Blair was selected by the San Francisco 49ers in the fifth round (142nd overall) of the 2016 NFL draft. On November 27, 2016, Blair got his first NFL sack on Ryan Tannehill of the Miami Dolphins. He finished his rookie year with 16 tackles and three sacks in 16 games and no starts.

On September 3, 2017, Blair was placed on injured reserve. He was activated off injured reserve to the active roster on November 4.

On November 13, 2019, Blair was placed on injured reserve after he tore his ACL during a Week 10 27–24 overtime loss to the Seattle Seahawks. Without Blair, the 49ers reached Super Bowl LIV, but lost 31–20 to the Kansas City Chiefs.

On March 23, 2020, Blair re-signed with the 49ers. He was placed on the active/physically unable to perform list (PUP) at the start of training camp on July 28, and was placed on the reserve/PUP list at the start of the regular season on September 5.

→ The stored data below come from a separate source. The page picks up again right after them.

//! The gateway configuration file

use std::path::Path;
use std::time::Duration;

use actec_client::{parse_host, ClientConfig, DEFAULT_CREDENTIAL};
use actec_protocol::{AreaNameRule, Token};
use serde::{Deserialize, Serialize};
use serde_yaml::Value;
use tracing::{info, warn};

use crate::error::{ConfigError, ConfigResult};
use crate::loader::{config_dir, YamlLoader};

/// One gateway, as written in YAML
///
/// ```yaml
/// host: 192.168.1.20
/// mac: "AA:BB:CC:DD:EE:FF"
/// token: !secret actec_token
/// area_name_rule: floor_room
/// keepalive:
///   ping_interval_ms: 25000
/// ```
#[derive(Debug, Clone, PartialEq, Serialize, Deserialize)]
#[serde(deny_unknown_fields)]
pub struct GatewayConfig {
    /// `host` or `host:port`
    pub host: String,
    pub mac: String,
    /// Filled with a generated token when the file has none
    #[serde(default, skip_serializing_if = "Option::is_none")]
    pub token: Option<String>,
    #[serde(default = "default_credential")]
    pub credential: String,
    #[serde(default)]
    pub area_name_rule: AreaNameRule,
    #[serde(default)]
    pub keepalive: KeepaliveConfig,
    #[serde(default, skip_serializing_if = "Option::is_none")]
    pub command_timeout_ms: Option<u64>,
}

fn default_credential() -> String {
    DEFAULT_CREDENTIAL.to_string()
}

/// Keepalive and reconnect timings in milliseconds
#[derive(Debug, Clone, PartialEq, Eq, Serialize, Deserialize)]
#[serde(default, deny_unknown_fields)]
pub struct KeepaliveConfig {
    pub ping_interval_ms: u64,
    pub stale_after_ms: u64,
    pub liveness_grace_ms: u64,
    pub reconnect_cooldown_ms: u64,
    pub reconnect_poll_ms: u64,
    pub backoff_base_ms: u64,
    pub max_backoff_ms: u64,
}

impl Default for KeepaliveConfig {
    fn default() -> Self {
        Self {
            ping_interval_ms: 25_000,
            stale_after_ms: 85_000,
            liveness_grace_ms: 500,
            reconnect_cooldown_ms: 1_000,
            reconnect_poll_ms: 2_000,
            backoff_base_ms: 1_000,
            max_backoff_ms: 300_000,
        }
    }
}

impl KeepaliveConfig {
    fn fields(&self) -> [(&'static str, u64); 7] {
        [
            ("keepalive.ping_interval_ms", self.ping_interval_ms),
            ("keepalive.stale_after_ms", self.stale_after_ms),
            ("keepalive.liveness_grace_ms", self.liveness_grace_ms),
            ("keepalive.reconnect_cooldown_ms", self.reconnect_cooldown_ms),
            ("keepalive.reconnect_poll_ms", self.reconnect_poll_ms),
            ("keepalive.backoff_base_ms", self.backoff_base_ms),
            ("keepalive.max_backoff_ms", self.max_backoff_ms),
        ]
    }

    fn validate(&self) -> ConfigResult<()> {
        for (key, ms) in self.fields() {
            if ms == 0 {
                return Err(ConfigError::invalid(key, "must be greater than zero"));
            }
        }
        if self.backoff_base_ms > self.max_backoff_ms {
            return Err(ConfigError::invalid(
                "keepalive.backoff_base_ms",
                "must not exceed max_backoff_ms",
            ));
        }
        Ok(())
    }

    fn apply(&self, config: &mut ClientConfig) {
        config.ping_interval = Duration::from_millis(self.ping_interval_ms);
        config.stale_after = Duration::from_millis(self.stale_after_ms);
        config.liveness_grace = Duration::from_millis(self.liveness_grace_ms);
        config.reconnect_cooldown = Duration::from_millis(self.reconnect_cooldown_ms);
        config.reconnect_poll = Duration::from_millis(self.reconnect_poll_ms);
        config.backoff_base = Duration::from_millis(self.backoff_base_ms);
        config.max_backoff = Duration::from_millis(self.max_backoff_ms);
    }
}

impl GatewayConfig {
    /// Read, resolve and validate a configuration file
    ///
    /// Secrets come from `secrets.yaml` in the same directory.
    pub fn load(path: &Path) -> ConfigResult<Self> {
        let loader = YamlLoader::new(&config_dir(path))?;
        let value = loader.load_file(path)?;
        Self::from_value(value, path)
    }

    /// Build from an already resolved YAML value
    pub fn from_value(value: Value, origin: &Path) -> ConfigResult<Self> {
        let config: Self = serde_yaml::from_value(value).map_err(|source| ConfigError::Schema {
            path: origin.to_path_buf(),
            source,
        })?;
        config.prepare()
    }

    /// Normalise the MAC, fill in a missing token, then validate
    pub fn prepare(mut self) -> ConfigResult<Self> {
        self.mac = normalize_mac(&self.mac).ok_or_else(|| {
            ConfigError::invalid("mac", format!("'{}' is not a MAC address", self.mac))
        })?;
        if self.token.is_none() {
            let token = Token::generate();
            warn!(
                mac = %self.mac,
                %token,
                "no token configured; generated one, add it to the configuration to keep it"
            );
            self.token = Some(token.to_string());
        }
        self.validate()?;
        Ok(self)
    }

    pub fn validate(&self) -> ConfigResult<()> {
        self.address()?;
        self.token()?;
        if normalize_mac(&self.mac).is_none() {
            return Err(ConfigError::invalid("mac", format!("'{}' is not a MAC address", self.mac)));
        }
        if self.credential.is_empty() {
            return Err(ConfigError::invalid("credential", "must not be empty"));
        }
        if !self.credential.is_ascii() || self.credential.contains(['\r', '\n']) {
            return Err(ConfigError::invalid(
                "credential",
                "must be ASCII without line breaks",
            ));
        }
        self.keepalive.validate()?;
        if self.command_timeout_ms == Some(0) {
            return Err(ConfigError::invalid("command_timeout_ms", "must be greater than zero"));
        }
        Ok(())
    }

    /// Host and port, defaulting the port to 8023
    pub fn address(&self) -> ConfigResult<(String, u16)> {
        parse_host(&self.host).map_err(|reason| ConfigError::invalid("host", reason))
    }

    pub fn token(&self) -> ConfigResult<Token> {
        let token = self
            .token
            .as_deref()
            .ok_or_else(|| ConfigError::invalid("token", "missing"))?;
        Token::new(token).map_err(|err| ConfigError::invalid("token", err.to_string()))
    }

    /// Runtime settings for a session with this gateway
    pub fn client_config(&self) -> ConfigResult<ClientConfig> {
        let (host, port) = self.address()?;
        let mut config = ClientConfig::new(host, port, self.token()?);
        config.credential = self.credential.clone();
        self.keepalive.apply(&mut config);
        config.command_timeout = self.command_timeout_ms.map(Duration::from_millis);
        info!(address = %config.address(), mac = %self.mac, "gateway configured");
        Ok(config)
    }
}

/// Lower-case, colon separated form of a MAC written with `:`, `-` or no
/// separators
pub fn normalize_mac(mac: &str) -> Option<String> {
    let digits: String = mac
        .trim()
        .chars()
        .filter(|c| !matches!(c, ':' | '-'))
        .collect();
    if digits.len() != 12 || !digits.chars().all(|c| c.is_ascii_hexdigit()) {
        return None;
    }
    let digits = digits.to_ascii_lowercase();
    let pairs: Vec<&str> = (0..12).step_by(2).map(|i| &digits[i..i + 2]).collect();
    Some(pairs.join(":"))
}

#[cfg(test)]
mod tests {
    use super::*;
    use crate::secrets::SECRETS_FILE;
    use std::fs;
    use std::path::PathBuf;
    use tempfile::TempDir;

    fn write_config(dir: &TempDir, content: &str) -> PathBuf {
        let path = dir.path().join("gateway.yaml");
        fs::write(&path, content).unwrap();
        path
    }

    #[test]
    fn test_minimal_config_uses_defaults() {
        let dir = TempDir::new().unwrap();
        let path = write_config(
            &dir,
            "host: 192.168.1.20\nmac: AA-BB-CC-DD-EE-FF\ntoken: 0a1b2c3d4e5f\n",
        );

        let config = GatewayConfig::load(&path).unwrap();
        assert_eq!(config.mac, "aa:bb:cc:dd:ee:ff");
        assert_eq!(config.credential, "ACTEC123");
        assert_eq!(config.area_name_rule, AreaNameRule::FloorRoom);
        assert_eq!(config.keepalive, KeepaliveConfig::default());
        assert_eq!(config.command_timeout_ms, None);

        let client = config.client_config().unwrap();
        assert_eq!(client.host, "192.168.1.20");
        assert_eq!(client.port, 8023);
        assert_eq!(client.token.as_str(), "0a1b2c3d4e5f");
        assert_eq!(client.command_timeout, None);
    }

    #[test]
    fn test_keepalive_defaults_match_client() {
        let stock = ClientConfig::new("h", 1, Token::generate());
        let mut configured = stock.clone();
        KeepaliveConfig::default().apply(&mut configured);

        assert_eq!(configured.ping_interval, stock.ping_interval);
        assert_eq!(configured.stale_after, stock.stale_after);
        assert_eq!(configured.liveness_grace, stock.liveness_grace);
        assert_eq!(configured.reconnect_cooldown, stock.reconnect_cooldown);
        assert_eq!(configured.reconnect_poll, stock.reconnect_poll);
        assert_eq!(configured.backoff_base, stock.backoff_base);
        assert_eq!(configured.max_backoff, stock.max_backoff);
    }

    #[test]
    fn test_full_config() {
        let dir = TempDir::new().unwrap();
        fs::write(
            dir.path().join(SECRETS_FILE),
            "actec_token: abcdef012345\nhub_credential: SECRET0001\n",
        )
        .unwrap();
        let path = write_config(
            &dir,
            r#"
host: "hub.local:8024"
mac: "aabbccddeeff"
token: !secret actec_token
credential: !secret hub_credential
area_name_rule: room
keepalive:
  ping_interval_ms: 10000
  max_backoff_ms: 60000
command_timeout_ms: 5000
"#,
        );

        let config = GatewayConfig::load(&path).unwrap();
        assert_eq!(config.area_name_rule, AreaNameRule::Room);
        assert_eq!(config.mac, "aa:bb:cc:dd:ee:ff");

        let client = config.client_config().unwrap();
        assert_eq!(client.address(), "hub.local:8024");
        assert_eq!(client.token.as_str(), "abcdef012345");
        assert_eq!(client.credential, "SECRET0001");
        assert_eq!(client.ping_interval, Duration::from_secs(10));
        assert_eq!(client.stale_after, Duration::from_secs(85));
        assert_eq!(client.max_backoff, Duration::from_secs(60));
        assert_eq!(client.command_timeout, Some(Duration::from_secs(5)));
    }

    #[test]
    fn test_missing_token_is_generated() {
        let dir = TempDir::new().unwrap();
        let path = write_config(&dir, "host: 10.0.0.2\nmac: aa:bb:cc:dd:ee:ff\n");

        let config = GatewayConfig::load(&path).unwrap();
        let token = config.token.clone().unwrap();
        assert_eq!(token.len(), 12);
        assert!(token.chars().all(|c| c.is_ascii_hexdigit()));
        assert!(config.client_config().is_ok());
    }

    #[test]
    fn test_invalid_values() {
        let cases = [
            ("host: 'h:0'\nmac: aabbccddeeff\ntoken: 0a1b2c3d4e5f\n", "host"),
            ("host: h\nmac: aabbccddeeff\ntoken: short\n", "token"),
            ("host: h\nmac: not-a-mac\ntoken: 0a1b2c3d4e5f\n", "mac"),
            ("host: h\nmac: aabbccddeeff\ntoken: 0a1b2c3d4e5f\ncredential: ''\n", "credential"),
            (
                "host: h\nmac: aabbccddeeff\ntoken: 0a1b2c3d4e5f\nkeepalive:\n  ping_interval_ms: 0\n",
                "keepalive.ping_interval_ms",
            ),
            (
                "host: h\nmac: aabbccddeeff\ntoken: 0a1b2c3d4e5f\ncommand_timeout_ms: 0\n",
                "command_timeout_ms",
            ),
        ];

        for (yaml, expected) in cases {
            let dir = TempDir::new().unwrap();
            let path = write_config(&dir, yaml);
            match GatewayConfig::load(&path) {
                Err(ConfigError::InvalidValue { key, .. }) => assert_eq!(key, expected, "{}", yaml),
                other => panic!("expected invalid {}, got {:?}", expected, other),
            }
        }
    }

    #[test]
    fn test_credential_with_line_break_rejected() {
        let config = GatewayConfig {
            host: "h".to_string(),
            mac: "aa:bb:cc:dd:ee:ff".to_string(),
            token: Some("0a1b2c3d4e5f".to_string()),
            credential: "ACTEC\r\n123".to_string(),
            area_name_rule: AreaNameRule::None,
            keepalive: KeepaliveConfig::default(),
            command_timeout_ms: None,
        };
        assert!(matches!(
            config.validate(),
            Err(ConfigError::InvalidValue { key, .. }) if key == "credential"
        ));
    }

    #[test]
    fn test_unknown_field_is_schema_error() {
        let dir = TempDir::new().unwrap();
        let path = write_config(&dir, "host: h\nmac: aabbccddeeff\nport: 8023\n");
        assert!(matches!(
            GatewayConfig::load(&path),
            Err(ConfigError::Schema { .. })
        ));
    }

    #[test]
    fn test_unknown_area_rule_is_schema_error() {
        let dir = TempDir::new().unwrap();
        let path = write_config(&dir, "host: h\nmac: aabbccddeeff\narea_name_rule: building\n");
        assert!(matches!(
            GatewayConfig::load(&path),
            Err(ConfigError::Schema { .. })
        ));
    }

    #[test]
    fn test_missing_file() {
        assert!(matches!(
            GatewayConfig::load(Path::new("/nonexistent/gateway.yaml")),
            Err(ConfigError::ReadFile { .. })
        ));
    }

    #[test]
    fn test_normalize_mac() {
        assert_eq!(
            normalize_mac("AA:BB:CC:DD:EE:FF").as_deref(),
            Some("aa:bb:cc:dd:ee:ff")
        );
        assert_eq!(
            normalize_mac("a1-b2-c3-d4-e5-f6").as_deref(),
            Some("a1:b2:c3:d4:e5:f6")
        );
        assert_eq!(
            normalize_mac(" 001122334455 ").as_deref(),
            Some("00:11:22:33:44:55")
        );
        assert_eq!(normalize_mac("00:11:22:33:44"), None);
        assert_eq!(normalize_mac("zz:11:22:33:44:55"), None);
    }
}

Blair was released after the season on March 12, 2021.

===New York Jets===
On June 1, 2021, Blair signed with the New York Jets, reuniting him with his former defensive coordinator Robert Saleh. He was released on August 31, and re-signed to the practice squad the next day.

==Coaching career==
On February 25, 2025, the San Francisco 49ers hired Blair to serve as the team's special teams quality control coach.